Extracting dependencies from C++
Extracting facts (such as dependencies, classes, functions, and other syntactic and semantic information) from C and C++ source code is very challenging. Doing this efficiently and effectively for large real-world C/C++ projects is even more challenging than the theory. Here we describe a tool that achieves this.
Visualizing evolution of dependencies
Dependencies, such as source code, changes in time. How to visualize these changes? Here we provide a tool that does this, and also explain why analyzing the changes of dependencies of large projects can provide insight into maintenance activities. The tool extracts dependencies such as function calls and type uses from C/C++ code stored in SVN repositories. Dependencies are extracted using the CCCC static analysis tool (described lower on this page). The tool has been implemented by your colleagues having taken this class in 2011 (!)

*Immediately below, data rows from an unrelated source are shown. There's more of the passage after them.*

//! Relay Storage - persistence boundary for the gateway.
//!
//! The core never talks to a database directly; it speaks through five
//! narrow async traits:
//!
//! - [`ByokStore`] - keyed BYOK ciphertext table
//! - [`BalanceStore`] - one balance row per user
//! - [`UsageStore`] - append-only usage-event stream
//! - [`ReservationStore`] - reservation table with status transitions
//! - [`UserStore`] - user profiles and preferences
//!
//! Schemas, durability, and soft-delete policy are the adapter's concern.
//! [`MemoryStore`] implements all five for development and tests; the
//! [`StorageAdapter`] bundle is what the rest of the workspace holds.

#![deny(unsafe_code)]
#![deny(missing_docs)]
#![deny(clippy::all)]
#![warn(unreachable_pub)]
#![deny(clippy::unwrap_used)]
#![cfg_attr(test, allow(clippy::unwrap_used))]

pub mod error;
pub mod memory;
pub mod traits;
pub mod types;

pub use error::{StorageError, StorageResult};
pub use memory::MemoryStore;
pub use traits::{BalanceStore, ByokStore, ReservationStore, StorageAdapter, UsageStore, UserStore};
pub use types::{
    BalanceRow, ByokRecord, KdfParams, ReservationRow, ReservationStatus, UsageEvent, UsageKind,
};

Code duplicates, or code clones, indicate potential functionality replications in a software project. Finding (and removing) these helps in making the code cleaner, smaller, easier to maintain, and easier to test. We describe here a scalable tool for finding code clones in large C, C++, and Java code bases.
Code clones change in time, just as code dependencies do. Analyzing the evolution of code clones gives insight into the refactoring events a project has gone through, the evolution of quality of the source code, and also points to possible improvement areas. We describe here an easy-to-use tool for visual analysis of code clones on large SVN repositories.

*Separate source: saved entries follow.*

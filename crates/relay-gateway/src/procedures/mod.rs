//! The abstract procedure registry.
//!
//! Procedures are declared once - name, auth flag, mutation flag, rate
//! class, handler over JSON values - and the three wire shells in
//! [`crate::wire`] are generated from this registry. Dispatch applies the
//! cross-cutting policies in order: rate limiting (per identity and
//! procedure class), authentication, operator gating, then the handler.

use std::collections::BTreeMap;
use std::sync::Arc;

use futures::future::BoxFuture;
use relay_core::{GatewayError, GatewayResult, RequestContext};
use serde_json::Value;
use tracing::debug;

use crate::state::Gateway;

pub(crate) use crate::ratelimit::RateClass;

mod admin;
mod ai;
mod auth_ns;
mod billing;
pub(crate) mod mcp_ns;
mod system;
mod user_ns;

/// Type-erased procedure handler.
type BoxedHandler =
    Arc<dyn Fn(Arc<Gateway>, RequestContext, Value) -> BoxFuture<'static, GatewayResult<Value>> + Send + Sync>;

/// One registered procedure.
#[derive(Clone)]
pub struct Procedure {
    /// Dotted name, e.g. `ai.generateText`.
    pub name: &'static str,
    /// One-line description (surfaced as the MCP tool description).
    pub description: &'static str,
    /// Whether an authenticated caller is required.
    pub auth_required: bool,
    /// Whether an operator token is required.
    pub admin_only: bool,
    /// Mutations go over POST on the typed-RPC wire; queries over GET.
    pub mutation: bool,
    /// Cost class for rate limiting.
    pub rate_class: RateClass,
    handler: BoxedHandler,
}

impl std::fmt::Debug for Procedure {
    fn fmt(&self, f: &mut std::fmt::Formatter<'_>) -> std::fmt::Result {
        f.debug_struct("Procedure")
            .field("name", &self.name)
            .field("auth_required", &self.auth_required)
            .finish_non_exhaustive()
    }
}

/// The full procedure set.
pub struct ProcedureRegistry {
    procedures: BTreeMap<&'static str, Procedure>,
}

impl ProcedureRegistry {
    /// The standard surface: `ai`, `auth`, `billing`, `system`, `admin`,
    /// `user`, and `mcp` namespaces.
    #[must_use]
    pub fn standard() -> Self {
        let mut registry = Self {
            procedures: BTreeMap::new(),
        };
        ai::register(&mut registry);
        auth_ns::register(&mut registry);
        billing::register(&mut registry);
        system::register(&mut registry);
        admin::register(&mut registry);
        user_ns::register(&mut registry);
        mcp_ns::register(&mut registry);
        registry
    }

    pub(crate) fn add(&mut self, procedure: Procedure) {
        debug_assert!(
            !self.procedures.contains_key(procedure.name),
            "duplicate procedure {}",
            procedure.name
        );
        self.procedures.insert(procedure.name, procedure);
    }

    /// Look up a procedure.
    #[must_use]
    pub fn get(&self, name: &str) -> Option<&Procedure> {
        self.procedures.get(name)
    }

    /// All procedures, sorted by name.
    pub fn iter(&self) -> impl Iterator<Item = &Procedure> {
        self.procedures.values()
    }

    /// Dispatch one call.
    ///
    /// # Errors
    ///
    /// `InvalidArgument` for unknown procedures; `RateLimited`,
    /// `Unauthenticated`, or `Forbidden` from the cross-cutting checks;
    /// otherwise whatever the handler returns.
    pub async fn dispatch(
        &self,
        gateway: Arc<Gateway>,
        ctx: RequestContext,
        name: &str,
        params: Value,
    ) -> GatewayResult<Value> {
        let procedure = self
            .get(name)
            .ok_or_else(|| GatewayError::InvalidArgument(format!("unknown procedure: {name}")))?;

        let identity = ctx
            .caller
            .user_id()
            .map_or_else(|| "anonymous".to_string(), ToString::to_string);
        if let Err(retry_after_secs) = gateway.rate.check(&identity, procedure.rate_class) {
            return Err(GatewayError::RateLimited { retry_after_secs });
        }

        // An operator token satisfies the auth requirement on its own;
        // operator-only procedures are gated on the admin flag below.
        if procedure.auth_required && !ctx.caller.is_authenticated() && !ctx.is_admin {
            return Err(GatewayError::Unauthenticated(format!(
                "{name} requires authentication"
            )));
        }
        if procedure.admin_only && !ctx.is_admin {
            return Err(GatewayError::Forbidden {
                reason: format!("{name} requires an operator token"),
            });
        }

        if let Some(user) = ctx.caller.user_id() {
            gateway.ensure_user(user).await?;
        }

        debug!(procedure = name, request = %ctx.request_id, "Dispatching");
        (procedure.handler)(gateway, ctx, params).await
    }
}

impl std::fmt::Debug for ProcedureRegistry {
    fn fmt(&self, f: &mut std::fmt::Formatter<'_>) -> std::fmt::Result {
        f.debug_struct("ProcedureRegistry")
            .field("count", &self.procedures.len())
            .finish()
    }
}

/// Parse procedure input. `null`/absent params are accepted as the empty
/// record so "void" procedures tolerate both spellings.
pub(crate) fn parse_input<I: serde::de::DeserializeOwned>(params: Value) -> GatewayResult<I> {
    let params = if params.is_null() {
        Value::Object(serde_json::Map::new())
    } else {
        params
    };
    serde_json::from_value(params)
        .map_err(|e| GatewayError::InvalidArgument(format!("invalid input: {e}")))
}

/// Wrap a typed async handler into a [`BoxedHandler`].
pub(crate) fn wrap<I, O, F, Fut>(f: F) -> BoxedHandler
where
    I: serde::de::DeserializeOwned + Send + 'static,
    O: serde::Serialize + 'static,
    F: Fn(Arc<Gateway>, RequestContext, I) -> Fut + Send + Sync + Copy + 'static,
    Fut: std::future::Future<Output = GatewayResult<O>> + Send + 'static,
{
    Arc::new(move |gateway, ctx, params| {
        Box::pin(async move {
            let input: I = parse_input(params)?;
            let output = f(gateway, ctx, input).await?;
            serde_json::to_value(output).map_err(|e| GatewayError::Internal(e.to_string()))
        })
    })
}

/// Empty input for void procedures.
#[derive(Debug, Default, serde::Deserialize)]
pub(crate) struct Empty {}

#[cfg(test)]
mod tests {
    use super::*;

    #[test]
    fn test_standard_registry_covers_every_namespace() {
        let registry = ProcedureRegistry::standard();
        for namespace in ["ai", "auth", "billing", "system", "admin", "user", "mcp"] {
            assert!(
                registry
                    .iter()
                    .any(|p| p.name.starts_with(&format!("{namespace}."))),
                "no procedures registered under {namespace}"
            );
        }
        assert!(registry.get("ai.generateText").is_some());
        assert!(registry.get("ai.generateText").unwrap().auth_required);
    }

    #[tokio::test]
    async fn test_unknown_procedure_is_invalid_argument() {
        let registry = ProcedureRegistry::standard();
        let gateway = Arc::new(Gateway::from_config(relay_config::GatewayConfig::default()));
        let err = registry
            .dispatch(
                gateway,
                RequestContext::anonymous(),
                "nope.nothing",
                Value::Null,
            )
            .await
            .unwrap_err();
        assert!(matches!(err, GatewayError::InvalidArgument(_)));
    }

    #[tokio::test]
    async fn test_auth_required_rejects_anonymous() {
        let registry = ProcedureRegistry::standard();
        let gateway = Arc::new(Gateway::from_config(relay_config::GatewayConfig::default()));
        let err = registry
            .dispatch(
                gateway,
                RequestContext::anonymous(),
                "billing.getTokenBalance",
                Value::Null,
            )
            .await
            .unwrap_err();
        assert!(matches!(err, GatewayError::Unauthenticated(_)));
    }

    #[tokio::test]
    async fn test_admin_only_rejects_plain_users() {
        let registry = ProcedureRegistry::standard();
        let gateway = Arc::new(Gateway::from_config(relay_config::GatewayConfig::default()));
        let ctx = RequestContext::for_user(relay_core::UserId::new("u1"));
        let err = registry
            .dispatch(gateway, ctx, "admin.getConfig", Value::Null)
            .await
            .unwrap_err();
        assert!(matches!(err, GatewayError::Forbidden { .. }));
    }

    /// A standalone operator token carries no user identity; it must still
    /// reach operator procedures.
    #[tokio::test]
    async fn test_operator_token_reaches_admin_procedures() {
        let registry = ProcedureRegistry::standard();
        let gateway = Arc::new(Gateway::from_config(relay_config::GatewayConfig::default()));
        let mut ctx = RequestContext::anonymous();
        ctx.is_admin = true;

        let config = registry
            .dispatch(gateway.clone(), ctx.clone(), "admin.getConfig", Value::Null)
            .await
            .unwrap();
        assert_eq!(config["maxMaxTokens"], 8192);

        let status = registry
            .dispatch(gateway, ctx, "admin.status", Value::Null)
            .await
            .unwrap();
        assert_eq!(status["version"], env!("CARGO_PKG_VERSION"));
    }
}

A simple but effective tool for computing some simple code metrics on C and C++ code. The CCCC tool also extracts several dependencies from source code, such as calls and uses relations between classes. The tool can be run from the command-line with virtually no set-up. The data is exported in XML and HTML format. Useful to understand how a (basic) code metrics engine is implemented. The tool is freely available from here.
An easy-to-use, yet professional toolkit for producing layouts and visualizations of complex graphs. GraphViz includes components to perform (simple) analyses on graphs, such as connected components, compute a number of graph layouts, and customize the way nodes and edges are drawn (visualized). GraphViz can be used either as a set of command-line standalone tools or, for finer control, as a library via a C API. Useful to experiment if you look for a simple-to-use dependency visualization. The tool is freely available from here.
Automatic refactoring of C++ code
Besides analyzing of software source code, maintenance is also about changing this code. This activity is called refactoring. Here we describe the implementation of a tool that helps automatic refactoring processes for C++ code based maintained using KDevelop.
Measuring change impact in C projects
Change impact describes the amount of effort needed to be put in refactoring a software product after a given change has been made. Measuring change impact helps in planning changes upfront, in order to streamline development, reduce blockers, and remove redundancy. We describe here a tool and methodology for finding change impact in very large C projects, with the aim of reducing the build time.